19.14 Substitution. You may not withdraw or substitute any property or asset subject to our charge and security interest referred to in clause 23.12 without our prior written consent.
20. Right of Set-Off
20.1 We may at any time set off, without prior notice to you or any other requirement, any obligation (whether or not such obligation is matured or contingent, whether or not arising under this Customer Agreement or under or in connection with any other agreement, transaction or instrument, and regardless of the Currency, place of payment or booking office of the obligation) you or any of your Affiliates may from time to time owe to us or any of our Affiliates, as reasonably determined by us, against any obligation (whether or not such obligation is matured or contingent, whether or not arising under this Customer Agreement or under or in connection with any other agreement, transaction or instrument, and regardless of the Currency, place of payment or booking office of the obligation) we or any of our Affiliates may then owe to you or any of your Affiliates, as reasonably determined by us.
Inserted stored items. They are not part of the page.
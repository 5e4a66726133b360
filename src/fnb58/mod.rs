//! # FNB58 Protocol Module
//!
//! Implementation of the FNIRSI FNB58 vendor HID protocol.
//!
//! This module handles:
//! - Command frame encoding (init-1, init-2, data-request)
//! - Telemetry frame decoding (4 samples per 64-byte frame)
//! - CRC-8 trailer calculation and verification
//! - The wire layout constants, kept in one table in [`protocol`]

pub mod protocol;
pub mod encoder;
pub mod decoder;
pub mod crc;
//! # FNB58 Frame Encoder
//!
//! Builds host → device command frames and, for the simulator and tests,
//! device → host telemetry frames.

use super::crc::frame_checksum;
use super::protocol::*;

/// First handshake frame: `AA 81 00×61 8E`
pub const INIT_1_FRAME: Frame = command_frame(CMD_INIT_1);

/// Second handshake frame: `AA 82 00×61 96`
pub const INIT_2_FRAME: Frame = command_frame(CMD_INIT_2);

/// Data request / keepalive frame: `AA 83 00×61 9E`
pub const DATA_REQUEST_FRAME: Frame = command_frame(CMD_DATA_REQUEST);

/// Frames sent by the handshake, in order.
///
/// The device only starts streaming after it has seen init-2 twice, so the
/// repeat is part of the sequence.
pub const HANDSHAKE_SEQUENCE: [Frame; 3] = [INIT_1_FRAME, INIT_2_FRAME, INIT_2_FRAME];

/// Build a zero-padded command frame with its CRC trailer
///
/// # Arguments
///
/// * `command` - Command byte placed at offset 1
///
/// # Examples
///
/// ```
/// use magbank_monitor::fnb58::encoder::command_frame;
///
/// let frame = command_frame(0x83);
/// assert_eq!(frame[0], 0xAA);
/// assert_eq!(frame[1], 0x83);
/// assert_eq!(frame[63], 0x9E);
/// ```
pub const fn command_frame(command: u8) -> Frame {
    let mut frame = [0u8; FRAME_SIZE];
    frame[0] = SYNC_BYTE;
    frame[PACKET_TYPE_OFFSET] = command;
    frame[CHECKSUM_OFFSET] = frame_checksum(&frame);
    frame
}

/// Encode four raw samples into a complete telemetry frame
///
/// The reserved byte of each record is left at zero and the trailer carries a
/// valid checksum.
///
/// # Arguments
///
/// * `samples` - Raw records in acquisition order
///
/// # Returns
///
/// * `Frame` - 64-byte telemetry frame
pub fn encode_telemetry_frame(samples: &[RawSample; SAMPLES_PER_FRAME]) -> Frame {
    let mut frame = [0u8; FRAME_SIZE];
    frame[0] = SYNC_BYTE;
    frame[PACKET_TYPE_OFFSET] = PACKET_TYPE_TELEMETRY;

    for (index, sample) in samples.iter().enumerate() {
        let start = FIRST_SAMPLE_OFFSET + index * SAMPLE_SIZE;
        encode_sample(sample, &mut frame[start..start + SAMPLE_SIZE]);
    }

    frame[CHECKSUM_OFFSET] = frame_checksum(&frame);
    frame
}

/// Write one raw record into a 15-byte window
fn encode_sample(sample: &RawSample, record: &mut [u8]) {
    record[VOLTAGE_OFFSET..VOLTAGE_OFFSET + 4].copy_from_slice(&sample.voltage.to_le_bytes());
    record[CURRENT_OFFSET..CURRENT_OFFSET + 4].copy_from_slice(&sample.current.to_le_bytes());
    record[DP_OFFSET..DP_OFFSET + 2].copy_from_slice(&sample.dp.to_le_bytes());
    record[DM_OFFSET..DM_OFFSET + 2].copy_from_slice(&sample.dm.to_le_bytes());
    record[TEMPERATURE_OFFSET..TEMPERATURE_OFFSET + 2]
        .copy_from_slice(&sample.temperature.to_le_bytes());
}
20.2 For the purpose of any cross-currency set-off, we may convert either obligation at the applicable market exchange rate selected by us on the relevant date.
20.3 If the amount of any obligation is unascertained, we may in good faith estimate that amount and set off in respect of the estimate, subject to us accounting to you when the amount of the obligation is ascertained.
20.4 Our rights under this clause 24 will be in addition to any other right of set-off or similar right we may have, whether as a matter of contract, under common law, or otherwise.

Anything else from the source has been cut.